Eminent author and activist Dr. Taslima Nasrin on Tuesday said there is a need to separate the state from religion if true equality is to be achieved for women.
“Laws are to be based on equality and human rights, not religious doctrines which restrict their rights,” Dr. Nasrin said while delivering the Siksha ‘O’ Anusandhan Lecture at the SOA Deemed to be University here.
Dr. Nasrin, a Gynaecologist by profession and a Bangladeshi writer who was expelled from her country for her writings and views, said she had been continuing her struggle for restoration of human dignity and equality for women and would not retreat.
“Bangladesh expelled me, West Bengal, where I lived, expelled me. I have no home. I have no country. But I believe in freedom of expression and feel women must resist religious tyranny,” she told the packed auditorium.
Dr. Nasrin, whose books ‘Lajja’ and ‘Dwikhandita’ brought her to limelight, argued that rigid interpretations of religion were anti-woman. Religious influence in governance, she said, had a negative impact on women across all communities.
The event was chaired by Prof. Pradipta Kumar Nanda, Vice-Chancellor of SOA while Prof. Jyoti Ranjan Das, Dean (Students’ Welfare) conducted the proceedings. Prof. Renu Sharma, Additional Dean (Student Affairs), Institute of Technical Education and Research (ITER) proposed the vote of thanks.
Delving into her past, she said she was born in a secular muslim family in Mymensingh in Bangladesh. Her father, a doctor, encouraged her to study and become a doctor.

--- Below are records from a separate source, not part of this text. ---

//! Tests for the grid abstraction, the tetromino model, and the piece
//! provider.
//!
//! Test categories:
//! - Overlay semantics (`can_place` / `place`)
//! - Read-only views
//! - Rotation transforms and wall kicks
//! - 7-bag provider fairness

use blockfall::game::Board;
use blockfall::grid::{Cell, CellGrid, GridView, Pos, Size, StaticGrid};
use blockfall::provider::{BagProvider, PieceProvider, SequenceProvider};
use blockfall::tetromino::{
    rotate_point, tetromino, unrotate_point, Rotation, Tetromino,
};

// ============================================================================
// Overlay Semantics
// ============================================================================

mod overlay {
    use super::*;

    #[test]
    fn empty_grid_accepts_piece_anywhere_in_bounds() {
        let board = Board::new();
        let piece = tetromino(Cell::T);

        assert!(board.can_place(Pos::new(0, 0), &piece));
        assert!(board.can_place(Pos::new(7, 28), &piece));
    }

    #[test]
    fn overflow_past_right_edge_is_rejected() {
        let board = Board::new();
        let piece = tetromino(Cell::T); // 3 wide

        assert!(board.can_place(Pos::new(7, 0), &piece));
        assert!(!board.can_place(Pos::new(8, 0), &piece));
    }

    #[test]
    fn overflow_past_bottom_edge_is_rejected() {
        let board = Board::new();
        let piece = tetromino(Cell::T); // 2 tall

        assert!(board.can_place(Pos::new(0, 28), &piece));
        assert!(!board.can_place(Pos::new(0, 29), &piece));
    }

    #[test]
    fn filled_cell_under_filled_tile_cell_is_rejected() {
        let mut board = Board::new();
        let piece = tetromino(Cell::T); // filled at (1, 0) of its own frame
        board.set(Pos::new(3, 10), Cell::S);

        assert!(!board.can_place(Pos::new(2, 10), &piece));
    }

    #[test]
    fn filled_cell_under_empty_tile_cell_is_accepted() {
        let mut board = Board::new();
        let piece = tetromino(Cell::T); // empty at (0, 0) of its own frame
        board.set(Pos::new(2, 10), Cell::S);

        assert!(board.can_place(Pos::new(2, 10), &piece));
    }

    #[test]
    fn place_copies_only_filled_tile_cells() {
        let mut board = Board::new();
        let piece = tetromino(Cell::T);
        // Under the T's empty top-left corner.
        board.set(Pos::new(2, 10), Cell::S);

        board.place(Pos::new(2, 10), &piece);

        assert_eq!(board.get(Pos::new(2, 10)), Cell::S);
        assert_eq!(board.get(Pos::new(3, 10)), Cell::T);
        assert_eq!(board.get(Pos::new(2, 11)), Cell::T);
        assert_eq!(board.get(Pos::new(3, 11)), Cell::T);
        assert_eq!(board.get(Pos::new(4, 11)), Cell::T);
    }

    #[test]
    fn collapse_row_shifts_rows_above_down() {
        let mut grid: StaticGrid<2, 4> = StaticGrid::new();
        grid.set(Pos::new(0, 0), Cell::I);
        grid.set(Pos::new(0, 1), Cell::J);
        grid.set(Pos::new(0, 2), Cell::L);
        grid.set(Pos::new(0, 3), Cell::O);

        grid.collapse_row(2);

        assert_eq!(grid.get(Pos::new(0, 0)), Cell::Empty);
        assert_eq!(grid.get(Pos::new(0, 1)), Cell::I);
        assert_eq!(grid.get(Pos::new(0, 2)), Cell::J);
        assert_eq!(grid.get(Pos::new(0, 3)), Cell::O);
    }

    #[test]
    #[should_panic]
    fn out_of_bounds_get_is_fatal() {
        let grid: StaticGrid<4, 4> = StaticGrid::new();
        grid.get(Pos::new(4, 0));
    }

    #[test]
    #[should_panic(expected = "shape literal")]
    fn oversized_shape_literal_is_fatal() {
        let row = [Cell::I; 5];
        StaticGrid::<4, 4>::from_rows(&[&row]);
    }
}

// ============================================================================
// Read-Only Views
// ============================================================================

mod views {
    use super::*;

    #[test]
    fn view_translates_reads() {
        let mut board = Board::new();
        board.set(Pos::new(2, 12), Cell::Z);

        let view = GridView::new(&board, Pos::new(0, 10), Pos::new(10, 30));

        assert_eq!(view.size(), Size::new(10, 20));
        assert_eq!(view.get(Pos::new(2, 2)), Cell::Z);
        assert_eq!(view.get(Pos::new(0, 0)), Cell::Empty);
    }

    #[test]
    #[should_panic(expected = "GridView")]
    fn mutating_through_view_is_fatal() {
        let board = Board::new();
        let mut view = GridView::new(&board, Pos::new(0, 0), Pos::new(10, 30));
        view.set(Pos::new(0, 0), Cell::I);
    }
}

// ============================================================================
// Rotation Transforms
// ============================================================================

mod rotation_transforms {
    use super::*;

    #[test]
    fn unrotate_inverts_rotate_for_every_state() {
        let size = Size::new(3, 2);
        for rot in [Rotation::R0, Rotation::R90, Rotation::R180, Rotation::R270] {
            for y in 0..size.height {
                for x in 0..size.width {
                    let p = Pos::new(x, y);
                    assert_eq!(unrotate_point(rot, rotate_point(rot, p, size), size), p);
                }
            }
        }
    }

    #[test]
    fn rotation_state_cycle_has_order_four() {
        let mut rot = Rotation::R0;
        for _ in 0..4 {
            rot = rot.ccw();
        }
        assert_eq!(rot, Rotation::R0);

        for _ in 0..4 {
            rot = rot.cw();
        }
        assert_eq!(rot, Rotation::R0);
    }

    #[test]
    fn rotated_piece_swaps_reported_size() {
        let board = Board::new();
        let mut piece = tetromino(Cell::I);
        let mut pos = Pos::new(3, 9);

        assert_eq!(piece.size(), Size::new(4, 1));
        piece.rotate_ccw(&board, &mut pos);
        assert_eq!(piece.size(), Size::new(1, 4));
    }

    #[test]
    fn rotated_piece_reads_transformed_cells() {
        let board = Board::new();
        let mut piece = tetromino(Cell::I);
        let mut pos = Pos::new(3, 9);
        piece.rotate_ccw(&board, &mut pos);

        // Vertical I: one column of four cells.
        for y in 0..4 {
            assert_eq!(piece.get(Pos::new(0, y)), Cell::I);
        }
    }

    #[test]
    fn canonical_storage_is_never_copied_by_rotation() {
        let board = Board::new();
        let mut piece = tetromino(Cell::L);
        let reference = tetromino(Cell::L);
        let mut pos = Pos::new(3, 9);

        for _ in 0..4 {
            piece.rotate_ccw(&board, &mut pos);
        }

        // Back at the unrotated state, reads match the untouched reference.
        for y in 0..2 {
            for x in 0..3 {
                let p = Pos::new(x, y);
                assert_eq!(piece.get(p), reference.get(p));
            }
        }
    }
}

// ============================================================================
// Rotation Protocol & Wall Kicks
// ============================================================================

mod rotation_protocol {
    use super::*;

    #[test]
    fn square_ignores_rotation_requests() {
        let board = Board::new();
        let mut piece = tetromino(Cell::O);
        let mut pos = Pos::new(3, 9);

        assert!(!piece.rotates());
        for _ in 0..4 {
            piece.rotate_ccw(&board, &mut pos);
        }

        assert_eq!(pos, Pos::new(3, 9));
        assert_eq!(piece.rotation(), Rotation::R0);
    }

    #[test]
    fn four_rotations_return_to_origin() {
        let board = Board::new();
        for kind in [Cell::I, Cell::J, Cell::L, Cell::S, Cell::Z, Cell::T] {
            let mut piece = tetromino(kind);
            let mut pos = Pos::new(4, 15);

            for _ in 0..4 {
                piece.rotate_ccw(&board, &mut pos);
            }

            assert_eq!(pos, Pos::new(4, 15), "{kind:?} drifted");
            assert_eq!(piece.rotation(), Rotation::R0, "{kind:?} did not cycle");
        }
    }

    #[test]
    fn pivot_stays_fixed_across_one_rotation() {
        // T pivot is (1, 1); at position (3, 9) the pivot sits at (4, 10) and
        // must still be there after rotating.
        let board = Board::new();
        let mut piece = tetromino(Cell::T);
        let mut pos = Pos::new(3, 9);

        piece.rotate_ccw(&board, &mut pos);

        let pivot_now = rotate_point(piece.rotation(), Pos::new(1, 1), Size::new(3, 2));
        assert_eq!(pos.x + pivot_now.x, 4);
        assert_eq!(pos.y + pivot_now.y, 10);
    }

    #[test]
    fn wall_kick_shifts_piece_off_the_left_wall() {
        let board = Board::new();
        let mut piece = tetromino(Cell::I);
        let mut pos = Pos::new(3, 9);

        // Spin to 270° and park against the left wall.
        piece.rotate_ccw(&board, &mut pos);
        piece.rotate_ccw(&board, &mut pos);
        piece.rotate_ccw(&board, &mut pos);
        assert_eq!(piece.rotation(), Rotation::R270);
        pos.x = 0;
        let y_before = pos.y;

        // Returning to horizontal wants x = -1; the +1 kick rescues it.
        piece.rotate_ccw(&board, &mut pos);

        assert_eq!(piece.rotation(), Rotation::R0);
        assert_eq!(pos, Pos::new(0, y_before + 1));
    }

    #[test]
    fn rotation_with_no_valid_candidate_is_a_noop() {
        let board = Board::new();
        let mut piece = tetromino(Cell::I);
        let mut pos = Pos::new(3, 9);

        // Vertical I on the left wall: rotating to 180° needs x = -2, and
        // neither kick reaches a non-negative column.
        piece.rotate_ccw(&board, &mut pos);
        assert_eq!(piece.rotation(), Rotation::R90);
        pos.x = 0;
        let pos_before = pos;

        piece.rotate_ccw(&board, &mut pos);

        assert_eq!(piece.rotation(), Rotation::R90);
        assert_eq!(pos, pos_before);
    }

    #[test]
    fn blocked_rotation_leaves_state_unchanged() {
        let mut board = Board::new();
        // Box the T in so every rotation candidate collides.
        for x in 0..10 {
            for y in 11..14 {
                board.set(Pos::new(x, y), Cell::S);
            }
        }
        board.set(Pos::new(3, 11), Cell::Empty);
        board.set(Pos::new(4, 11), Cell::Empty);
        board.set(Pos::new(5, 11), Cell::Empty);

        let mut piece = tetromino(Cell::T);
        let mut pos = Pos::new(3, 10);
        assert!(board.can_place(pos, &piece));

        piece.rotate_ccw(&board, &mut pos);

        assert_eq!(piece.rotation(), Rotation::R0);
        assert_eq!(pos, Pos::new(3, 10));
    }
}

// ============================================================================
// Shape Table
// ============================================================================

mod shapes {
    use super::*;

    #[test]
    fn every_shape_has_four_cells_of_its_own_kind() {
        for kind in [
            Cell::I,
            Cell::J,
            Cell::L,
            Cell::O,
            Cell::S,
            Cell::Z,
            Cell::T,
        ] {
            let piece = tetromino(kind);
            let size = piece.size();
            let mut filled = 0;
            for y in 0..size.height {
                for x in 0..size.width {
                    let cell = piece.get(Pos::new(x, y));
                    if !cell.is_empty() {
                        assert_eq!(cell, kind);
                        filled += 1;
                    }
                }
            }
            assert_eq!(filled, 4, "{kind:?} is not a tetromino");
            assert_eq!(piece.kind(), kind);
        }
    }

    #[test]
    fn only_the_square_refuses_to_rotate() {
        for kind in [
            Cell::I,
            Cell::J,
            Cell::L,
            Cell::O,
            Cell::S,
            Cell::Z,
            Cell::T,
        ] {
            assert_eq!(tetromino(kind).rotates(), kind != Cell::O);
        }
    }

    #[test]
    #[should_panic(expected = "no shape")]
    fn empty_cell_has_no_shape() {
        tetromino(Cell::Empty);
    }

    #[test]
    fn custom_shape_without_pivot_does_not_rotate() {
        let piece = Tetromino::new(&[&[Cell::I, Cell::I]]);
        assert!(!piece.rotates());
    }
}

// ============================================================================
// Piece Provider
// ============================================================================

mod piece_provider {
    use super::*;
    use std::collections::HashSet;

    const ALL_KINDS: [Cell; 7] = [
        Cell::I,
        Cell::J,
        Cell::L,
        Cell::O,
        Cell::S,
        Cell::Z,
        Cell::T,
    ];

    #[test]
    fn each_aligned_bag_window_holds_every_shape_once() {
        let mut provider = BagProvider::seeded(42);

        for bag in 0..10 {
            let kinds: HashSet<Cell> = (0..7).map(|_| provider.next().kind()).collect();
            assert_eq!(kinds.len(), 7, "bag {bag} repeated a shape");
            for kind in ALL_KINDS {
                assert!(kinds.contains(&kind), "bag {bag} is missing {kind:?}");
            }
        }
    }

    #[test]
    fn no_shape_repeats_more_than_twice_in_a_row() {
        let mut provider = BagProvider::seeded(7);
        let draws: Vec<Cell> = (0..700).map(|_| provider.next().kind()).collect();

        for window in draws.windows(3) {
            assert!(
                !(window[0] == window[1] && window[1] == window[2]),
                "shape {:?} appeared three times in a row",
                window[0]
            );
        }
    }

    #[test]
    fn different_seeds_produce_different_orderings() {
        let mut a = BagProvider::seeded(1);
        let mut b = BagProvider::seeded(2);

        let first: Vec<Cell> = (0..14).map(|_| a.next().kind()).collect();
        let second: Vec<Cell> = (0..14).map(|_| b.next().kind()).collect();

        assert_ne!(first, second);
    }

    #[test]
    fn reset_returns_the_provider_to_a_bag_boundary() {
        let mut provider = BagProvider::seeded(42);
        // Leave the bag partially drawn.
        for _ in 0..3 {
            provider.next();
        }

        provider.reset();

        let kinds: HashSet<Cell> = (0..7).map(|_| provider.next().kind()).collect();
        assert_eq!(kinds.len(), 7, "draws after reset are not a fresh bag");
    }

    #[test]
    fn sequence_provider_cycles() {
        let mut provider = SequenceProvider::new(vec![Cell::I, Cell::O]);

        assert_eq!(provider.next().kind(), Cell::I);
        assert_eq!(provider.next().kind(), Cell::O);
        assert_eq!(provider.next().kind(), Cell::I);
    }

    #[test]
    fn sequence_provider_reset_restarts_the_sequence() {
        let mut provider = SequenceProvider::new(vec![Cell::I, Cell::O, Cell::T]);
        provider.next();
        provider.next();

        provider.reset();

        assert_eq!(provider.next().kind(), Cell::I);
    }
}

“I grew up in a home rich with literature and music. But when I reached the age of 12, I realized that I was an atheist and questioned the religious texts as I found women being oppressed through religion, culture, customs and tradition,” she said.
“It is every woman’s story. We are trapped in the same cage. We didn’t call it oppression, we called it tradition,” the author said adding there was need to unite to protect the rights of women.
Dr. Nasrin said as she grew she began to resist. “I wrote what I saw, what I lived, what I believed without compromise. I protested against injustice and demanded equality, freedom and truth through my essays, prose, poetry and novels which became weapons against oppression.”
“As a result, people demonstrated on the streets and demanded my death. The state did not protect me and I have since lived in exile for 31 years,” she said adding “I am a woman without a country.”
“My home today is not a country or a passport. It is the heart of every secularist, humanist and free thinker.”
Stating that the concept of feminism was not western, Dr. Nasrin said she was influenced by her own experience. “Where the state is secular, women have hope.”
“The conflict in the world is between two ideas, secularism and fundamentalism, rational logical thinking and irrational blind faith,” she said adding “I still believe that change is possible if we are brave enough to ask questions.”